- Born: Kayla McCall Tausche July 17, 1986 (age 40) Minneapolis, Minnesota
- Education: University of North Carolina at Chapel Hill (BA)
- Occupations: Broadcast journalist Political correspondent
- Employer: CNN (formerly)
- Spouse: Jeff Izant ​(m. 2015)​
- Children: 3

= Kayla Tausche =

American journalist

Kayla McCall Tausche (/ˈtaʊʃi/, born July 17, 1986) is an American broadcast journalist. She reported for CNBC from 2011 to 2023. She was with CNN as senior White House correspondent from July 2023 to May 2025, and was based in Washington, D.C.

==Early life==
Tausche was born in Minneapolis, Minnesota. She graduated from Greater Atlanta Christian School in Norcross, Georgia in 2004. She then attended University of North Carolina at Chapel Hill, earning a bachelor's degree in 2008 in business journalism and international politics. She received honors for in-depth research for analyzing the way international newspapers covered the handover of Hong Kong from British to Chinese rule.

While at UNC, Tausche was a member of the cheerleading team.

==Career==
During college, Tausche worked in the Brussels bureau of the Associated Press.

After graduation, Tausche covered consumer and retail news at Bloomberg L.P., then joined the DealReporter unit of Mergermarket.
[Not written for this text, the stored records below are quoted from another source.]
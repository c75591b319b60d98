//! Score computation.

use super::policy::ScoringPolicy;
use super::stats::mean;
use shared_types::{ScoreDetails, ScoreRequest, ScoreResult, SeverityLevel};
use tracing::debug;

const MAX_SCORE: i32 = 100;

/// Headers consulted, in order, for the address the backend saw.
const CLIENT_ADDRESS_HEADERS: [&str; 2] = ["x-real-ip", "x-forwarded-for"];

/// Score a set of signals with the default policy.
pub fn compute_score(request: &ScoreRequest) -> ScoreResult {
    ScoringPolicy::default().score(request)
}

impl ScoringPolicy {
    /// Score a set of signals.
    ///
    /// Missing signals skip their factor: no samples means no latency
    /// penalty, no discovered address or no client address header means no
    /// mismatch penalty.
    pub fn score(&self, request: &ScoreRequest) -> ScoreResult {
        let mut score = MAX_SCORE;
        let mut issues = Vec::new();

        if !request.https_secure {
            score -= i32::from(self.insecure_transport_penalty);
            issues.push(
                "The session is not served over HTTPS or the context is not fully secure."
                    .to_string(),
            );
        }

        let samples = request.latency_samples.clone().unwrap_or_default();
        let avg_latency = mean(&samples);
        if let Some(avg) = avg_latency {
            if avg > self.high_latency_ms {
                score -= i32::from(self.high_latency_penalty);
                issues.push(format!(
                    "Very high latency to the server ({avg:.0} ms); the network may be unstable or the route congested."
                ));
            } else if avg > self.moderate_latency_ms {
                score -= i32::from(self.moderate_latency_penalty);
                issues.push(format!(
                    "Moderate latency to the server ({avg:.0} ms); not critical, but noticeable."
                ));
            }
        }

        if !request.proxy_headers.is_empty() {
            score -= i32::from(self.proxy_headers_penalty);
            issues.push(format!(
                "Proxy or load-balancer headers detected ({}). Common behind CDNs, but may also indicate intermediary proxies.",
                request
                    .proxy_headers
                    .keys()
                    .map(String::as_str)
                    .collect::<Vec<_>>()
                    .join(", ")
            ));
        }

        if address_mismatch(request) {
            score -= i32::from(self.address_mismatch_penalty);
            issues.push(
                "The address seen by the backend does not match the STUN-discovered address; NAT, CGNAT or proxies may be on the route."
                    .to_string(),
            );
        }

        let score = score.clamp(0, MAX_SCORE) as u8;
        let level = SeverityLevel::from_score(score);
        debug!(score, %level, issues = issues.len(), "Computed score");

        ScoreResult {
            score,
            level,
            issues,
            details: ScoreDetails {
                avg_latency,
                latency_samples: samples,
                proxy_headers: request.proxy_headers.clone(),
            },
        }
    }
}

/// The client address header does not contain the discovered address.
///
/// Substring containment on purpose: `x-forwarded-for` may carry a
/// comma-separated chain.
fn address_mismatch(request: &ScoreRequest) -> bool {
    let Some(public_ip) = request.public_ip.as_deref() else {
        return false;
    };
    let client_address = CLIENT_ADDRESS_HEADERS
        .iter()
        .filter_map(|name| request.raw_headers.get(*name))
        .find(|value| !value.is_empty());

    match client_address {
        Some(header) => !header.contains(public_ip),
        None => false,
    }
}

#[cfg(test)]
mod tests {
    use super::*;
    use shared_types::HeaderSet;

    fn headers(pairs: &[(&str, &str)]) -> HeaderSet {
        pairs
            .iter()
            .map(|(k, v)| (k.to_string(), v.to_string()))
            .collect()
    }

    fn secure() -> ScoreRequest {
        ScoreRequest {
            https_secure: true,
            ..Default::default()
        }
    }

    #[test]
    fn test_no_penalties_is_perfect() {
        let result = compute_score(&secure());
        assert_eq!(result.score, 100);
        assert_eq!(result.level, SeverityLevel::Excellent);
        assert!(result.issues.is_empty());
        assert_eq!(result.details.avg_latency, None);
    }

    #[test]
    fn test_insecure_only_is_sixty_ok() {
        let result = compute_score(&ScoreRequest::default());
        assert_eq!(result.score, 60);
        assert_eq!(result.level, SeverityLevel::Ok);
        assert_eq!(result.issues.len(), 1);
    }

    #[test]
    fn test_high_latency_and_proxy() {
        let request = ScoreRequest {
            latency_samples: Some(vec![900.0; 5]),
            proxy_headers: headers(&[("via", "1.1 varnish")]),
            ..secure()
        };
        let result = compute_score(&request);
        assert_eq!(result.score, 65);
        assert_eq!(result.level, SeverityLevel::Ok);
        assert_eq!(result.issues.len(), 2);
        assert_eq!(result.details.avg_latency, Some(900.0));
    }

    #[test]
    fn test_latency_thresholds_are_exclusive() {
        let at = |ms: f64| {
            compute_score(&ScoreRequest {
                latency_samples: Some(vec![ms]),
                ..secure()
            })
            .score
        };
        assert_eq!(at(300.0), 100);
        assert_eq!(at(300.5), 90);
        assert_eq!(at(800.0), 90);
        assert_eq!(at(800.5), 80);
    }

    #[test]
    fn test_empty_samples_skip_latency_factor() {
        let request = ScoreRequest {
            latency_samples: Some(vec![]),
            ..secure()
        };
        let result = compute_score(&request);
        assert_eq!(result.score, 100);
        assert!(result.details.latency_samples.is_empty());
    }

    #[test]
    fn test_address_mismatch_uses_substring_containment() {
        let mut request = ScoreRequest {
            public_ip: Some("203.0.113.7".into()),
            raw_headers: headers(&[("x-forwarded-for", "203.0.113.7, 10.0.0.1")]),
            ..secure()
        };
        assert_eq!(compute_score(&request).score, 100);

        request.raw_headers = headers(&[("x-forwarded-for", "198.51.100.1")]);
        assert_eq!(compute_score(&request).score, 90);
    }

    #[test]
    fn test_real_ip_takes_precedence() {
        let request = ScoreRequest {
            public_ip: Some("203.0.113.7".into()),
            raw_headers: headers(&[
                ("x-real-ip", "198.51.100.1"),
                ("x-forwarded-for", "203.0.113.7"),
            ]),
            ..secure()
        };
        assert_eq!(compute_score(&request).score, 90);
    }

    #[test]
    fn test_empty_real_ip_falls_back() {
        let request = ScoreRequest {
            public_ip: Some("203.0.113.7".into()),
            raw_headers: headers(&[("x-real-ip", ""), ("x-forwarded-for", "203.0.113.7")]),
            ..secure()
        };
        assert_eq!(compute_score(&request).score, 100);
    }

    #[test]
    fn test_mismatch_needs_both_sides() {
        let no_header = ScoreRequest {
            public_ip: Some("203.0.113.7".into()),
            ..secure()
        };
        assert_eq!(compute_score(&no_header).score, 100);

        let no_address = ScoreRequest {
            raw_headers: headers(&[("x-real-ip", "198.51.100.1")]),
            ..secure()
        };
        assert_eq!(compute_score(&no_address).score, 100);
    }

    #[test]
    fn test_every_penalty_applied() {
        let request = ScoreRequest {
            https_secure: false,
            public_ip: Some("203.0.113.7".into()),
            latency_samples: Some(vec![1_000.0; 5]),
            proxy_headers: headers(&[("via", "proxy")]),
            raw_headers: headers(&[("x-real-ip", "198.51.100.1")]),
        };
        let result = compute_score(&request);
        assert_eq!(result.score, 15);
        assert_eq!(result.level, SeverityLevel::Critical);
        assert_eq!(result.issues.len(), 4);
    }

    #[test]
    fn test_heavy_policy_clamps_to_zero() {
        let mut policy = ScoringPolicy::default();
        policy.insecure_transport_penalty = 100;
        let request = ScoreRequest {
            proxy_headers: headers(&[("via", "proxy")]),
            ..Default::default()
        };
        let result = policy.score(&request);
        assert_eq!(result.score, 0);
        assert_eq!(result.level, SeverityLevel::Critical);
    }

    #[test]
    fn test_score_always_in_range() {
        for https_secure in [false, true] {
            for latency in [None, Some(vec![]), Some(vec![50.0]), Some(vec![400.0]), Some(vec![5_000.0])] {
                for proxy in [HeaderSet::new(), headers(&[("forwarded", "for=1.2.3.4")])] {
                    for raw in [HeaderSet::new(), headers(&[("x-real-ip", "9.9.9.9")])] {
                        let request = ScoreRequest {
                            https_secure,
                            public_ip: Some("1.1.1.1".into()),
                            latency_samples: latency.clone(),
                            proxy_headers: proxy.clone(),
                            raw_headers: raw,
                        };
                        let result = compute_score(&request);
                        assert!(result.score <= 100);
                        assert_eq!(result.level, SeverityLevel::from_score(result.score));
                    }
                }
            }
        }
    }
}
While at DealReporter, Tausche was a frequent guest on CNBC and CNBC World to discuss mergers and acquisitions.

Tausche joined CNBC in January 2011 as a general assignment reporter covering corporate finance and deals for CNBC's business day programming. She is also a contributor to MSNBC, Today, Weekend Today, and NBC Nightly News with Brian Williams. Tausche has received acclaim for her coverage of various high-profile stories. The Financial Times featured a picture of Tausche with media mogul Rupert Murdoch on its front page while she covered the News Corporation phone hacking scandal.

Her analysis and reports on the Facebook IPO filing received wide coverage by numerous outlets.

Tausche served as a substitute anchor for Squawk Box, Squawk on the Street and Power Lunch. and from May 2, 2014, until April 2017 she was a co-anchor of Squawk Alley. She has also appeared on Washington Week in Review.

On June 29, 2023, Tausche announced that she was leaving CNBC.

On July 24, 2023, CNN announced that Tausche would join as senior White House correspondent.

On May 8, 2025, Tausche departed CNN after two years with the network according to The Daily Beast. The reason behind her departure is unknown.

===Comparison===
Tausche's rise at CNBC has been compared to Erin Burnett, an anchor at CNN who once served as a popular host of two CNBC shows.

==Personal life==
Tausche married Jeffrey Jacob Izant on April 11, 2015, at the Cathedral of Christ the King in Atlanta. Izant works as a lawyer. She and Izant have three children.

Tausche has run marathons. She sits on the alumni board of the University of North Carolina at Chapel Hill School of Journalism and Mass Communication.